Assigned task - From the first line of the data below, repeat each line exactly until you reach the line with "let mut source"; include that line too.
====== Dataset content
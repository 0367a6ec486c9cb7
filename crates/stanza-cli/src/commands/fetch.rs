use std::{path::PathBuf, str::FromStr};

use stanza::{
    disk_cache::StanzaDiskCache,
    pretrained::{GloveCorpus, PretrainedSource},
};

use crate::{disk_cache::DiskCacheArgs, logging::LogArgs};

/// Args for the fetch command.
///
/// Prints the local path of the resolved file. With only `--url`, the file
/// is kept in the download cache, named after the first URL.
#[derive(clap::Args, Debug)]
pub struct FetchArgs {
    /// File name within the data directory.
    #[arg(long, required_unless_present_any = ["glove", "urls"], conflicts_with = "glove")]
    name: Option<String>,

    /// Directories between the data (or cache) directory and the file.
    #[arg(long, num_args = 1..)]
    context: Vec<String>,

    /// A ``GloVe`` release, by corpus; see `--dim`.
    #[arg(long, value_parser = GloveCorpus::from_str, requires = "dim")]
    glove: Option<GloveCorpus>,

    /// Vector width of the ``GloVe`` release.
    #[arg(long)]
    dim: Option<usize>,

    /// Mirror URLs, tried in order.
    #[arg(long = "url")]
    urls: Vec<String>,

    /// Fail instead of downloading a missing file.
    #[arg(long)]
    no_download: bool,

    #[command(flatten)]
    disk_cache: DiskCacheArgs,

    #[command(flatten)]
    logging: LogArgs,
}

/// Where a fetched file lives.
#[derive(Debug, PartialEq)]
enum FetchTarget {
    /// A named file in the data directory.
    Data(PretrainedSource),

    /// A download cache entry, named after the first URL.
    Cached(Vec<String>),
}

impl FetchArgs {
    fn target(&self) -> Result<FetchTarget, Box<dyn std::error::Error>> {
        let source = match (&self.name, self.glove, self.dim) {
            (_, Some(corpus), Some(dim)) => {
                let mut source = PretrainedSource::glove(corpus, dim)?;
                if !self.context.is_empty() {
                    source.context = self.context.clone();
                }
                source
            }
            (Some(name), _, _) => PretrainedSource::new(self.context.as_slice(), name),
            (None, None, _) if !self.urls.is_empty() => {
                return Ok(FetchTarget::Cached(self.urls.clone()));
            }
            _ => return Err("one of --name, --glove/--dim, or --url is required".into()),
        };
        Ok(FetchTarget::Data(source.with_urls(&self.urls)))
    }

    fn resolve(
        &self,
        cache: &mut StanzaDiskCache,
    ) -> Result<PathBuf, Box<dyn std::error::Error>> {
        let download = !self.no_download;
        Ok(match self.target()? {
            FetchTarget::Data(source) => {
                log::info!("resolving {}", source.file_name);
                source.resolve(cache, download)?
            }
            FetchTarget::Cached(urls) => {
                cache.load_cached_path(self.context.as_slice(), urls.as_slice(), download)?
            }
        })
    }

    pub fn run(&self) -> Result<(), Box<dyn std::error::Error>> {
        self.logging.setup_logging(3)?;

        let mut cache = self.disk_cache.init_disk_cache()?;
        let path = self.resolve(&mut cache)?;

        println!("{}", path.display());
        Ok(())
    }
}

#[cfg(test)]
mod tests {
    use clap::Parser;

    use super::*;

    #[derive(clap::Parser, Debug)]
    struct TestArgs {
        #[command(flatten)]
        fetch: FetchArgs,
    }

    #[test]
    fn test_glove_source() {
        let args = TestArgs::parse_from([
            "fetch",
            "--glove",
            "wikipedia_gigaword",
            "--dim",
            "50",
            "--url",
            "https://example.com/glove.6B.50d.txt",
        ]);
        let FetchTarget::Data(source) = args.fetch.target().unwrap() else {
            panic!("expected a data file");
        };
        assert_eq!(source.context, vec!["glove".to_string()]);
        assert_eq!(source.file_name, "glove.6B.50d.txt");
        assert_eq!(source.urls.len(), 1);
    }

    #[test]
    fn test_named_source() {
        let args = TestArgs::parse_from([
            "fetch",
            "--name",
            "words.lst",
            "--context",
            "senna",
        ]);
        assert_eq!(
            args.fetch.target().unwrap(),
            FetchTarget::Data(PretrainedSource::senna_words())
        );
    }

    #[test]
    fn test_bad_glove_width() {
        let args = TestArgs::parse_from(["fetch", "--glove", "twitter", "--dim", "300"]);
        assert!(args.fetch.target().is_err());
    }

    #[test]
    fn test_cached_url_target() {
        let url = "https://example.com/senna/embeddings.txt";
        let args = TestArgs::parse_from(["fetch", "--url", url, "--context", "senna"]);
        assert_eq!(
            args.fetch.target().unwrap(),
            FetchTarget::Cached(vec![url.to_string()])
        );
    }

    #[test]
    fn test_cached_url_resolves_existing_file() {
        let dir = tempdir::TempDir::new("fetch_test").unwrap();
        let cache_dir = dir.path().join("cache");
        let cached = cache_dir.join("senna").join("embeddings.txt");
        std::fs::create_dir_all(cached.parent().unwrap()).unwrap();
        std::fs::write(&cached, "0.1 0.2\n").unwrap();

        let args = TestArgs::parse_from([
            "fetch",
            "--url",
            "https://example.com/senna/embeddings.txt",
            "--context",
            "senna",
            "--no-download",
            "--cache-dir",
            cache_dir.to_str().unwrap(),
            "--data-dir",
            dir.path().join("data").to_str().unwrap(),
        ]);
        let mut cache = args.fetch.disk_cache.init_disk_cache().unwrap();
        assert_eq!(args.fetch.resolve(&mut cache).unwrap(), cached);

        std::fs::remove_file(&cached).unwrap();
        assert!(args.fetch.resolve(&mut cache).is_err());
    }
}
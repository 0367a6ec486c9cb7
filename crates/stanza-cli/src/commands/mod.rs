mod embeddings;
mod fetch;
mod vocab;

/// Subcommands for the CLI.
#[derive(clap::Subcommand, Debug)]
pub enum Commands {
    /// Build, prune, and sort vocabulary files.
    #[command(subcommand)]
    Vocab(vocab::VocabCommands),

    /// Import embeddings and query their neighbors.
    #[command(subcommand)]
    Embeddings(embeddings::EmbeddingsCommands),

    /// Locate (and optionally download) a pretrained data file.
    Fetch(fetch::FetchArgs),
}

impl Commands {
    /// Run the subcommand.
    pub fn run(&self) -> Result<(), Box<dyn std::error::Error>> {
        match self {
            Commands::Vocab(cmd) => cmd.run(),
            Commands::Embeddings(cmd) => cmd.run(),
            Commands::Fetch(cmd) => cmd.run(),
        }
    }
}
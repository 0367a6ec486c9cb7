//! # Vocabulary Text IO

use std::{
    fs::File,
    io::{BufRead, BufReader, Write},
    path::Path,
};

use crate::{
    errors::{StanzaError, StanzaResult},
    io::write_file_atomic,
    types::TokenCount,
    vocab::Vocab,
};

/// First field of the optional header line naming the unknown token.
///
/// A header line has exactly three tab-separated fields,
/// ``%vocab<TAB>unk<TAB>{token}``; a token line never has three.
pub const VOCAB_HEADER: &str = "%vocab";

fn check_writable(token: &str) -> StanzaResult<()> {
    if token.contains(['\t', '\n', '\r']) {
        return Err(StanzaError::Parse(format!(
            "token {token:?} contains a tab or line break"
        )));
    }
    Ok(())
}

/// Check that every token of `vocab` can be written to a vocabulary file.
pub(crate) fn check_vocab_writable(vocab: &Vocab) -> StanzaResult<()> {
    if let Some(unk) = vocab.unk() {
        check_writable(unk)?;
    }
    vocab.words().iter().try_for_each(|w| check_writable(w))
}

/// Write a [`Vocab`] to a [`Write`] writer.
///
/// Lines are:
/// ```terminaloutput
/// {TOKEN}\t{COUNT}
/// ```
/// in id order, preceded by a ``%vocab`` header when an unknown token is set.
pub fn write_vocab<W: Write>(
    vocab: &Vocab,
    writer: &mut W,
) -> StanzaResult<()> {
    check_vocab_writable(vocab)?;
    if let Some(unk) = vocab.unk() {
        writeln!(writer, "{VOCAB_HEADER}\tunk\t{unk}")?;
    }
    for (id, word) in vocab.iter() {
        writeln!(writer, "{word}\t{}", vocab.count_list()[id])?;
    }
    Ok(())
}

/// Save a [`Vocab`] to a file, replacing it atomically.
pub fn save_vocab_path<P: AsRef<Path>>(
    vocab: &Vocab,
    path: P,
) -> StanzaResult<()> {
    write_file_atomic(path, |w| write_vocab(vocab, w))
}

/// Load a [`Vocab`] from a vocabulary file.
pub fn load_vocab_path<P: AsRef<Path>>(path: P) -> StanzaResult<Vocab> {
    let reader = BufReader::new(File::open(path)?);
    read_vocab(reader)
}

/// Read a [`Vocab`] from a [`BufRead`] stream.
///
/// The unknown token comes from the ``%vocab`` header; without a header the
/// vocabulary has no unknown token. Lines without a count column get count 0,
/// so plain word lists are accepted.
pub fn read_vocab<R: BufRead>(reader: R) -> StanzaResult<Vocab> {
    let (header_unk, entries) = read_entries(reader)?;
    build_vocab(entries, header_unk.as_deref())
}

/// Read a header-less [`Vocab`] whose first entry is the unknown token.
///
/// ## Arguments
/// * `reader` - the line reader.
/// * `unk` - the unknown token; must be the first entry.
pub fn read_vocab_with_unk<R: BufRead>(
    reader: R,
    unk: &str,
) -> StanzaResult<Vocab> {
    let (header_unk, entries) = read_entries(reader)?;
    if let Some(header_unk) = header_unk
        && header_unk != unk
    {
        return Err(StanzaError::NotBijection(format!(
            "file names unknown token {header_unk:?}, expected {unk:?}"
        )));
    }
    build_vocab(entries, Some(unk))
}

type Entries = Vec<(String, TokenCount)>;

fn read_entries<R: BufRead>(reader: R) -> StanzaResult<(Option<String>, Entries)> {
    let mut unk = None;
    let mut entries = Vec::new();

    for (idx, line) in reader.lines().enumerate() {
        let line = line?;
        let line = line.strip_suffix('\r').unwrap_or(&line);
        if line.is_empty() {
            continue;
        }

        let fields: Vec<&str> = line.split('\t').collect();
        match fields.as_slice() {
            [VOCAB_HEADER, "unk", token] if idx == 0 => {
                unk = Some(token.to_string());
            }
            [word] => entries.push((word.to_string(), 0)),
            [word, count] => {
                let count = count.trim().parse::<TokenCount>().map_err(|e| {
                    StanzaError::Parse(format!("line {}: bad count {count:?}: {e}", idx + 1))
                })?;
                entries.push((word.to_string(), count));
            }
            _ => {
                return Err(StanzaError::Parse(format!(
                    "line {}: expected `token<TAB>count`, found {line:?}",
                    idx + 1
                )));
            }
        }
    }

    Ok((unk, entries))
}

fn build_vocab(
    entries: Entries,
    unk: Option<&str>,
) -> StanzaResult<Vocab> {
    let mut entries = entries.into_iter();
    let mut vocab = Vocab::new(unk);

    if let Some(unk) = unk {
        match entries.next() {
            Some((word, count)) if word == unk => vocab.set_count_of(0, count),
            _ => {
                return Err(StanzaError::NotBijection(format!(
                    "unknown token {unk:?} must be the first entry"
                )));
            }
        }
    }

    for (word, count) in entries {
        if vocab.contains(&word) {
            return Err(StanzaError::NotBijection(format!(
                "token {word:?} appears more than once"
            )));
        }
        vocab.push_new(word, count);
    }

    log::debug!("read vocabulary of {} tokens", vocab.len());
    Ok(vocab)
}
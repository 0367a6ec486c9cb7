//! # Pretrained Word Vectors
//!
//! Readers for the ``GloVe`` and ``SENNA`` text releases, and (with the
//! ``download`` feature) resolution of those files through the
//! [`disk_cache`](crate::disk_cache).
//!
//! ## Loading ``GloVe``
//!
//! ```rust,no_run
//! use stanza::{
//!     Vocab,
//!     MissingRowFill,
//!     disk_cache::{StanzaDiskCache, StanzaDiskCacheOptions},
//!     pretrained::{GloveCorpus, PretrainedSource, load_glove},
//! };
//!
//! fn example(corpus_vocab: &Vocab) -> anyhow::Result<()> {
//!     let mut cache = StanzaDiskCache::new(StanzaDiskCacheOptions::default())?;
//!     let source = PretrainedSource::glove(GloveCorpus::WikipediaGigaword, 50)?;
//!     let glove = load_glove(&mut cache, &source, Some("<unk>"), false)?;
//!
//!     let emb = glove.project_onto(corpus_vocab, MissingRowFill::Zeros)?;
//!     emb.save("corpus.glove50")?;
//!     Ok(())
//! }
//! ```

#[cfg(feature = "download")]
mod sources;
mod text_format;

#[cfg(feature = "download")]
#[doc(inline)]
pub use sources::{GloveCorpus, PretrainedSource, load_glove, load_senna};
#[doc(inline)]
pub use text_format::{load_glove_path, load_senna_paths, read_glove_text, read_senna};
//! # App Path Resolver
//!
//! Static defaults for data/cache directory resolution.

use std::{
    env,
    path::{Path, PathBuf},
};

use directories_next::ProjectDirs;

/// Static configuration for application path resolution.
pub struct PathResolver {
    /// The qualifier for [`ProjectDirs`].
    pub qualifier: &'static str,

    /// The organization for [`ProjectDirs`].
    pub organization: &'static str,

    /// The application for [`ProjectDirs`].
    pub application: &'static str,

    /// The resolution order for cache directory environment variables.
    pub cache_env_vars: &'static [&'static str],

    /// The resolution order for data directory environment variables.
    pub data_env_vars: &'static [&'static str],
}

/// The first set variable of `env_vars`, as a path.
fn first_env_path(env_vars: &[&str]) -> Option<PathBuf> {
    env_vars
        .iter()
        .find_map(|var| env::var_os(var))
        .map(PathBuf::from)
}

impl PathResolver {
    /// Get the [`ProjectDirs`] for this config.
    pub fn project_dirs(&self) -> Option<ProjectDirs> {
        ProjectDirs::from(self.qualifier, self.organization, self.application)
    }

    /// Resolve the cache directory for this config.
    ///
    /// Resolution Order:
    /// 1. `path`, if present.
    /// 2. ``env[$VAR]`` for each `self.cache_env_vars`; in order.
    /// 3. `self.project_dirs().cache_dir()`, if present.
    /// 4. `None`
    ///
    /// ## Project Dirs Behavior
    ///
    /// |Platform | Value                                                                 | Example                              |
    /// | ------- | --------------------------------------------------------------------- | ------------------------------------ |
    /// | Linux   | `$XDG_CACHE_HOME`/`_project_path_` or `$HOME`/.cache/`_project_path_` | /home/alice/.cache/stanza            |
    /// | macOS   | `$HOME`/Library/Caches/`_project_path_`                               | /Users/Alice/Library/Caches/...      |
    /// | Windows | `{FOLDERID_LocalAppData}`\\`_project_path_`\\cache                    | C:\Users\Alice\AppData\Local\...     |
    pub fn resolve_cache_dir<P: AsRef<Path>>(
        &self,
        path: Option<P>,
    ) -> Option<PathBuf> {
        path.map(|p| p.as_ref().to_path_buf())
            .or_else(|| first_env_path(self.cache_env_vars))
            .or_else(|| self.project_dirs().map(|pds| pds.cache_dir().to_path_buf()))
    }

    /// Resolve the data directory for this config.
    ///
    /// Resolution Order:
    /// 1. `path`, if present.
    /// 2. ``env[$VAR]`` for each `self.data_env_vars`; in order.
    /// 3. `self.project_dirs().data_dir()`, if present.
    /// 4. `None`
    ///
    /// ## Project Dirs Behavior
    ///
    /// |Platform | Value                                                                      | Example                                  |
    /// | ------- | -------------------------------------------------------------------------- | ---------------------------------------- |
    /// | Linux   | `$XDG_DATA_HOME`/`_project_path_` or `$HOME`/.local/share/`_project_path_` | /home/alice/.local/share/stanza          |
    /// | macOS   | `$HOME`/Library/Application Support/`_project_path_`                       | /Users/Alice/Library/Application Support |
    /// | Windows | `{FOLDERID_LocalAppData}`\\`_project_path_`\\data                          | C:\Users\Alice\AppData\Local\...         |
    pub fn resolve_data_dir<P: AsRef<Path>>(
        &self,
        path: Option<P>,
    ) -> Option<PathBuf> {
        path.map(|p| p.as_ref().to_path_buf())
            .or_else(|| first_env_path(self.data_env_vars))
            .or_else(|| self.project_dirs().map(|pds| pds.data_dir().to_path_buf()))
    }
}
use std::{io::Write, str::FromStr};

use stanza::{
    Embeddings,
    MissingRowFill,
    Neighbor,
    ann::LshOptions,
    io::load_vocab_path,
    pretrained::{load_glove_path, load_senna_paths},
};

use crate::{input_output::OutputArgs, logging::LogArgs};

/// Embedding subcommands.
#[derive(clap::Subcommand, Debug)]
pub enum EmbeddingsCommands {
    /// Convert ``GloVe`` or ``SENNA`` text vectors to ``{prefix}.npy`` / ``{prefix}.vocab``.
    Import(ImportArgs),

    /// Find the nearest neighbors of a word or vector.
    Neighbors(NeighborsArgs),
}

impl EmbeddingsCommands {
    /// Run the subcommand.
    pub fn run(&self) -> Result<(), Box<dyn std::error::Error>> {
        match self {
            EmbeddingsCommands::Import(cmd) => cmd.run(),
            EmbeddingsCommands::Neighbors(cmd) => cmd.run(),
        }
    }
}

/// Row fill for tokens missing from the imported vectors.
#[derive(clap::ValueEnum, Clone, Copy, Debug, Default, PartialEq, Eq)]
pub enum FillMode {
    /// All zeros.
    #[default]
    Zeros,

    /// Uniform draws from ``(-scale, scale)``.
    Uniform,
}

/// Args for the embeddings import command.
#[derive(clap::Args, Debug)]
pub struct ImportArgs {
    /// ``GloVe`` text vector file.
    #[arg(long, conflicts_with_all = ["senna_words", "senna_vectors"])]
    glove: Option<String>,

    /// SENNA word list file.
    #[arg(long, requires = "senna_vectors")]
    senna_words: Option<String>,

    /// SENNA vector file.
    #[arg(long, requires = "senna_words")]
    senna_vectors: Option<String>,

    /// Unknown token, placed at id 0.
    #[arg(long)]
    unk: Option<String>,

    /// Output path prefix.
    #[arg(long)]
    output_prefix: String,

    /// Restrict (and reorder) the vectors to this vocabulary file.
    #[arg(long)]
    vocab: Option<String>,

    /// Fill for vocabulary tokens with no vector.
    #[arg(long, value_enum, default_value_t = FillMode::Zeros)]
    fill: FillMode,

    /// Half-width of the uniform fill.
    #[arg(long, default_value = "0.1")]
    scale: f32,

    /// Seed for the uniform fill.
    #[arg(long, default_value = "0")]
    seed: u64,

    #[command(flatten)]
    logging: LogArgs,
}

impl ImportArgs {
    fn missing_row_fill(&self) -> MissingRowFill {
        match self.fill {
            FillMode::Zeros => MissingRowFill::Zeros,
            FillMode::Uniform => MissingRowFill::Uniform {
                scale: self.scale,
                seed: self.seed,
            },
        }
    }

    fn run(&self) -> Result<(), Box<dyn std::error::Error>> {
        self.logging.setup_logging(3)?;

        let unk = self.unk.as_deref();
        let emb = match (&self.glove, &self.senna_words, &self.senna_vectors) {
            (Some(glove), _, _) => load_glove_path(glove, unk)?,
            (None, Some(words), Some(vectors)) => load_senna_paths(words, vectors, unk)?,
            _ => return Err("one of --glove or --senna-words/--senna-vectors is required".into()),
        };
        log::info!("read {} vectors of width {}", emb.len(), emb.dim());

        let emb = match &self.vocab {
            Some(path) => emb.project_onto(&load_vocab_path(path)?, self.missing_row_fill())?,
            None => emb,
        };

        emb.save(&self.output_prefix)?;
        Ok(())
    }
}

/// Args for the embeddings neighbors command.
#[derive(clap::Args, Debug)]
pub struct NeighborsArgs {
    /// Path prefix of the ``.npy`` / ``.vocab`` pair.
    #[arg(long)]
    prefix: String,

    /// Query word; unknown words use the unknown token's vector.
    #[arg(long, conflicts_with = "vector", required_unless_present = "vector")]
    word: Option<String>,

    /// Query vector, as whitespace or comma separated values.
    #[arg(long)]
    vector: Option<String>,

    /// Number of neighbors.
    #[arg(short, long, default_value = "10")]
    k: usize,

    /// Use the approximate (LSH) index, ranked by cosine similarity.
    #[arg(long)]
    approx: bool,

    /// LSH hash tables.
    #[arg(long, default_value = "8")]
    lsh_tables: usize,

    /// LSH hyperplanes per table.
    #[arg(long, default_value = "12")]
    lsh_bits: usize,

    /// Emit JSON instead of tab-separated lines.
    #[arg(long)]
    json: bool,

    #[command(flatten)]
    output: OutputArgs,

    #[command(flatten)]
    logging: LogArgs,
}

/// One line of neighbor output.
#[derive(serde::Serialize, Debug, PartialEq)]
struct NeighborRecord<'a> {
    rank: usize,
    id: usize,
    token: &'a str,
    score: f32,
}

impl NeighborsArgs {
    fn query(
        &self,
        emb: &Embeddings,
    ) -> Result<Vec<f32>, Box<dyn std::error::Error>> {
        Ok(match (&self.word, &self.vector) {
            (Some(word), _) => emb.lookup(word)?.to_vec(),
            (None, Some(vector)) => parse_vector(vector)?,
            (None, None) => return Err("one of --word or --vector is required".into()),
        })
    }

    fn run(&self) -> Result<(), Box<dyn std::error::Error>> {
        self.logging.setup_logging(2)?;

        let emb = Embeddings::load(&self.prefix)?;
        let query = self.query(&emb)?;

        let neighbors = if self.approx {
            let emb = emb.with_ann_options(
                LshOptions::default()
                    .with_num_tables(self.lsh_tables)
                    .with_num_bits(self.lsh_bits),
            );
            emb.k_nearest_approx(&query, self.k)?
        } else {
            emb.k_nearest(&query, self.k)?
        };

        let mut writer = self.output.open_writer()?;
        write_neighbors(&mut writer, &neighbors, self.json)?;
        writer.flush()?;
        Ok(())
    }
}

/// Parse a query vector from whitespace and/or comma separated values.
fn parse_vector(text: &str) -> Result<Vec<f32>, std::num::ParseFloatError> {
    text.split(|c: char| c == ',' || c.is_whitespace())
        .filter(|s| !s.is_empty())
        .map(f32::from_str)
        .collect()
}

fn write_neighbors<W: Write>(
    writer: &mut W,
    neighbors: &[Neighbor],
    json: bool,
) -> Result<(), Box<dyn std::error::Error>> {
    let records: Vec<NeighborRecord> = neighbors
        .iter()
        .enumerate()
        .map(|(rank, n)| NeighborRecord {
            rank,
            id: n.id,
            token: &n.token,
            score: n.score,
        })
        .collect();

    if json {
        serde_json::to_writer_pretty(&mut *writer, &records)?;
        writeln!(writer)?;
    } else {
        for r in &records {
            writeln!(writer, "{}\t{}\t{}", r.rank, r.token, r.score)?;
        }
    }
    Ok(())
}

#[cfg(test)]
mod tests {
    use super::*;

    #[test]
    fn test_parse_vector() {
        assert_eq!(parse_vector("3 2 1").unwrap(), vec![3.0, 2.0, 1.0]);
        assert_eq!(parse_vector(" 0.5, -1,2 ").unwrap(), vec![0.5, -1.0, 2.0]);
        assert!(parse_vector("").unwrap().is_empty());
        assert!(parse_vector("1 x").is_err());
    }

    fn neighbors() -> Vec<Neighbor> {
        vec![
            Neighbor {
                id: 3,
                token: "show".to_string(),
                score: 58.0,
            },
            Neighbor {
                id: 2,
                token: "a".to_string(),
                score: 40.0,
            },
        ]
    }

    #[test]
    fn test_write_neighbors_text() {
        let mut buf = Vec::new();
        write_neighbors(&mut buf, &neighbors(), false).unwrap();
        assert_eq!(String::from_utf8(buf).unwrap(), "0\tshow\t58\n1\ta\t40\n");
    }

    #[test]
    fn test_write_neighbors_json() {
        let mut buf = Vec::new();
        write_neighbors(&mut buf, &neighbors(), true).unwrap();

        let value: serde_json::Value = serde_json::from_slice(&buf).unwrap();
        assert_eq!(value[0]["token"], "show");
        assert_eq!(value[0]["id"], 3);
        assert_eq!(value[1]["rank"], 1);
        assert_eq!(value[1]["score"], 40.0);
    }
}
============
Task solution -
repository 0367a6ec486c9cb7
filename crates/stanza-cli/src/commands/fetch.rs
use std::{path::PathBuf, str::FromStr};

use stanza::{
    disk_cache::StanzaDiskCache,
    pretrained::{GloveCorpus, PretrainedSource},
};

use crate::{disk_cache::DiskCacheArgs, logging::LogArgs};

/// Args for the fetch command.
///
/// Prints the local path of the resolved file. With only `--url`, the file
/// is kept in the download cache, named after the first URL.
#[derive(clap::Args, Debug)]
pub struct FetchArgs {
    /// File name within the data directory.
    #[arg(long, required_unless_present_any = ["glove", "urls"], conflicts_with = "glove")]
    name: Option<String>,

    /// Directories between the data (or cache) directory and the file.
    #[arg(long, num_args = 1..)]
    context: Vec<String>,

    /// A ``GloVe`` release, by corpus; see `--dim`.
    #[arg(long, value_parser = GloveCorpus::from_str, requires = "dim")]
    glove: Option<GloveCorpus>,

    /// Vector width of the ``GloVe`` release.
    #[arg(long)]
    dim: Option<usize>,

    /// Mirror URLs, tried in order.
    #[arg(long = "url")]
    urls: Vec<String>,

    /// Fail instead of downloading a missing file.
    #[arg(long)]
    no_download: bool,

    #[command(flatten)]
    disk_cache: DiskCacheArgs,

    #[command(flatten)]
    logging: LogArgs,
}

/// Where a fetched file lives.
#[derive(Debug, PartialEq)]
enum FetchTarget {
    /// A named file in the data directory.
    Data(PretrainedSource),

    /// A download cache entry, named after the first URL.
    Cached(Vec<String>),
}

impl FetchArgs {
    fn target(&self) -> Result<FetchTarget, Box<dyn std::error::Error>> {
        let source = match (&self.name, self.glove, self.dim) {
            (_, Some(corpus), Some(dim)) => {
                let mut source = PretrainedSource::glove(corpus, dim)?;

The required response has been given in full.